Kosovo president to resign if war crimes charges confirmed

·3 min read
'Kosovo was a victim', Hashim Thaci says (AFP Photo/Armend NIMANI)

Pristina (AFP) - Kosovo President Hashim Thaci said Monday he would "immediately resign" if a special court in The Hague confirms war crimes charges levied against him over his role in Kosovo's 1990s war, allegations he flatly denied.

The charges, which include murder, enforced disappearances, persecution and torture, were filed last week by special prosecutors investigating crimes from Kosovo's uprising against Serbia two decades ago.

Thaci, today Kosovo's most powerful politician, was at the time the political leader of the ethnic Albanian rebel group that waged the separatist conflict, paving the path to Kosovo's independence.

The indictment still needs approval from a pre-trial judge, which could take months.

"If the accusation is confirmed, I will immediately resign as your President and face the accusations," the 52-year-old president said in his first national address following the allegations last Wednesday.

"I will not face justice from this office," he added.

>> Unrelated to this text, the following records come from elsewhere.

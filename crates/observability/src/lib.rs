//! Logging setup shared by the storefront binaries and tests.

/// Tracing subscriber configuration.
pub mod tracing;

pub use crate::tracing::LogFormat;

/// Initialize process-wide logging with JSON output.
///
/// This is safe to call multiple times; subsequent calls become no-ops.
pub fn init() {
    tracing::init(LogFormat::Json);
}
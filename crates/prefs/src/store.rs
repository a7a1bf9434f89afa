//! Persisted preferences (JSON object of string keys on local disk).
//!
//! Read once at startup, written through on every change.

use std::collections::BTreeMap;
use std::path::{Path, PathBuf};

use thiserror::Error;

use storefront_currency::Currency;

use crate::language::Language;

pub const CURRENCY_KEY: &str = "currency";
pub const LANGUAGE_KEY: &str = "language";

#[derive(Debug, Error)]
pub enum PrefsError {
    #[error("preferences io error at {path:?}: {source}")]
    Io {
        path: PathBuf,
        #[source]
        source: std::io::Error,
    },
    #[error("preferences encoding error: {0}")]
    Json(#[from] serde_json::Error),
}

#[derive(Debug, Clone)]
pub struct Preferences {
    path: PathBuf,
    values: BTreeMap<String, String>,
}

impl Preferences {
    /// `<config dir>/storefront/prefs.json`, when the platform has a config dir.
    pub fn default_path() -> Option<PathBuf> {
        dirs::config_dir().map(|dir| dir.join("storefront").join("prefs.json"))
    }

    /// Load preferences from `path`.
    ///
    /// A missing file is a first run; an unreadable or corrupt file is logged
    /// and replaced on the next write. Either way the defaults apply.
    pub fn open(path: impl Into<PathBuf>) -> Self {
        let path = path.into();
        let values = match std::fs::read_to_string(&path) {
            Ok(raw) => match serde_json::from_str::<BTreeMap<String, String>>(&raw) {
                Ok(values) => values,
                Err(err) => {
                    tracing::warn!(?path, error = %err, "ignoring corrupt preferences file");
                    BTreeMap::new()
                }
            },
            Err(err) if err.kind() == std::io::ErrorKind::NotFound => BTreeMap::new(),
            Err(err) => {
                tracing::warn!(?path, error = %err, "could not read preferences; using defaults");
                BTreeMap::new()
            }
        };
        Self { path, values }
    }

    pub fn path(&self) -> &Path {
        &self.path
    }

    pub fn get(&self, key: &str) -> Option<&str> {
        self.values.get(key).map(String::as_str)
    }

    /// Set `key` and persist immediately.
    pub fn set(&mut self, key: &str, value: impl Into<String>) -> Result<(), PrefsError> {
        self.values.insert(key.to_string(), value.into());
        self.persist()
    }

    pub fn currency(&self) -> Currency {
        self.parsed(CURRENCY_KEY)
    }

    pub fn set_currency(&mut self, currency: Currency) -> Result<(), PrefsError> {
        self.set(CURRENCY_KEY, currency.code())
    }

    pub fn language(&self) -> Language {
        self.parsed(LANGUAGE_KEY)
    }

    pub fn set_language(&mut self, language: Language) -> Result<(), PrefsError> {
        self.set(LANGUAGE_KEY, language.code())
    }

    fn parsed<T>(&self, key: &str) -> T
    where
        T: core::str::FromStr + Default,
        T::Err: core::fmt::Display,
    {
        match self.get(key) {
            None => T::default(),
            Some(raw) => raw.parse().unwrap_or_else(|err| {
                tracing::warn!(key, error = %err, "unrecognised stored preference; using default");
                T::default()
            }),
        }
    }

    fn persist(&self) -> Result<(), PrefsError> {
        let io_err = |source: std::io::Error| PrefsError::Io {
            path: self.path.clone(),
            source,
        };

        if let Some(parent) = self.path.parent() {
            std::fs::create_dir_all(parent).map_err(io_err)?;
        }
        let body = serde_json::to_string_pretty(&self.values)?;

        // The file on disk is always a complete document.
        let tmp = self.path.with_extension("json.tmp");
        std::fs::write(&tmp, body).map_err(io_err)?;
        std::fs::rename(&tmp, &self.path).map_err(io_err)?;
        Ok(())
    }
}

#[cfg(test)]
mod tests {
    use super::*;

    fn scratch_path(name: &str) -> PathBuf {
        let nanos = std::time::SystemTime::now()
            .duration_since(std::time::UNIX_EPOCH)
            .unwrap()
            .as_nanos();
        std::env::temp_dir()
            .join(format!("storefront-prefs-{}-{name}-{nanos}", std::process::id()))
            .join("prefs.json")
    }

    #[test]
    fn missing_file_yields_defaults() {
        let prefs = Preferences::open(scratch_path("missing"));
        assert_eq!(prefs.currency(), Currency::Usd);
        assert_eq!(prefs.language(), Language::En);
    }

    #[test]
    fn changes_survive_reopen() {
        let path = scratch_path("roundtrip");
        let mut prefs = Preferences::open(&path);
        prefs.set_currency(Currency::Try).unwrap();
        prefs.set_language(Language::Tr).unwrap();

        let reopened = Preferences::open(&path);
        assert_eq!(reopened.currency(), Currency::Try);
        assert_eq!(reopened.language(), Language::Tr);
        assert_eq!(reopened.get(CURRENCY_KEY), Some("TRY"));

        std::fs::remove_dir_all(path.parent().unwrap()).ok();
    }

    #[test]
    fn corrupt_file_falls_back_to_defaults() {
        let path = scratch_path("corrupt");
        std::fs::create_dir_all(path.parent().unwrap()).unwrap();
        std::fs::write(&path, "{not json").unwrap();

        let prefs = Preferences::open(&path);
        assert_eq!(prefs.currency(), Currency::Usd);

        std::fs::remove_dir_all(path.parent().unwrap()).ok();
    }

    #[test]
    fn unknown_stored_code_falls_back_to_default() {
        let path = scratch_path("unknown");
        std::fs::create_dir_all(path.parent().unwrap()).unwrap();
        std::fs::write(&path, r#"{"currency": "XYZ", "language": "de"}"#).unwrap();

        let prefs = Preferences::open(&path);
        assert_eq!(prefs.currency(), Currency::Usd);
        assert_eq!(prefs.language(), Language::En);

        std::fs::remove_dir_all(path.parent().unwrap()).ok();
    }
}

Prosecutors said they rushed the announcement because Thaci and other suspects had been trying to obstruct the work of the Kosovo Specialist Chambers, the hybrid Hague-based court that operates under Kosovo law but has international judges.

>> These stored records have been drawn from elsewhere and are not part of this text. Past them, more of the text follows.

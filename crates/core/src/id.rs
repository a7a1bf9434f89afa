//! Identifiers used across the storefront.

use core::str::FromStr;
use serde::{Deserialize, Serialize};

use crate::error::StorefrontError;

/// Identifier of a product.
///
/// Opaque to the client: issued by the remote catalog service and only ever
/// compared and echoed back.
#[derive(Debug, Clone, PartialEq, Eq, PartialOrd, Ord, Hash, Serialize, Deserialize)]
#[serde(transparent)]
pub struct ProductId(String);

impl ProductId {
    pub fn new(id: impl Into<String>) -> Result<Self, StorefrontError> {
        let id = id.into();
        if id.trim().is_empty() {
            return Err(StorefrontError::invalid_id("ProductId: empty"));
        }
        Ok(Self(id))
    }

    pub fn as_str(&self) -> &str {
        &self.0
    }
}

impl core::fmt::Display for ProductId {
    fn fmt(&self, f: &mut core::fmt::Formatter<'_>) -> core::fmt::Result {
        f.write_str(&self.0)
    }
}

impl FromStr for ProductId {
    type Err = StorefrontError;

    fn from_str(s: &str) -> Result<Self, Self::Err> {
        Self::new(s)
    }
}

impl AsRef<str> for ProductId {
    fn as_ref(&self) -> &str {
        &self.0
    }
}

Thaci lambasted this pre-emptive move as a "massive scandal" and insisted on his innocence.

"Political mistakes in peace I could have made, but war crimes, never," he said, adding with a resigned tone that his "heart is hurt, but not broken".

The ten-count indictment accuses Thaci, his closest political ally Kadri Veseli and others of being "criminally responsible for nearly 100 murders" in addition to other crimes against Serb, Roma and Kosovo Albanian victims.

- US summit scrapped -

President since 2016 and prime minister before that, Thaci has dominated Kosovo ever since he helped sever it from Belgrade.

In recent years he has taken part in talks aimed at normalising ties with Serbia, who still rejects the independence its former province declared in 2008.

The president was on his way to the US to meet with his Serbian counterpart at the White House when the charges were announced, scuppering a summit that would have brought the pair together for the first time in months.

The US initiative has been championed by Thaci, who has recently expressed dissatisfaction with long-running but slow-moving EU-led talks to bring the Balkan neighbours to an accord.

Belgrade effectively lost control over Kosovo after a NATO bombing forced Serb troops to withdraw from the southern province in 1999, ending the war.

Several Serbian military and police officials were later convicted by international justice of war crimes during the conflict that left 13,000 people dead, mainly ethnic Albanians.

But rebels from the Kosovo Liberation Army (KLA) have also been accused of coordinating a campaign of revenge attacks on Serbs, Roma and ethnic Albanian rivals during and after the war.

Like Thaci, many rebel commanders dropped their fatigues for politicians' suits during Kosovo's first decade of independence.

Critics accuse them of miring the young democracy in corruption while doing little to lift ordinary Kosovars from poverty.

But few Kosovo Albanians will criticise the legacy of the KLA, with voices from across the political spectrum coming to the defence of the "just" independence struggle in recent days.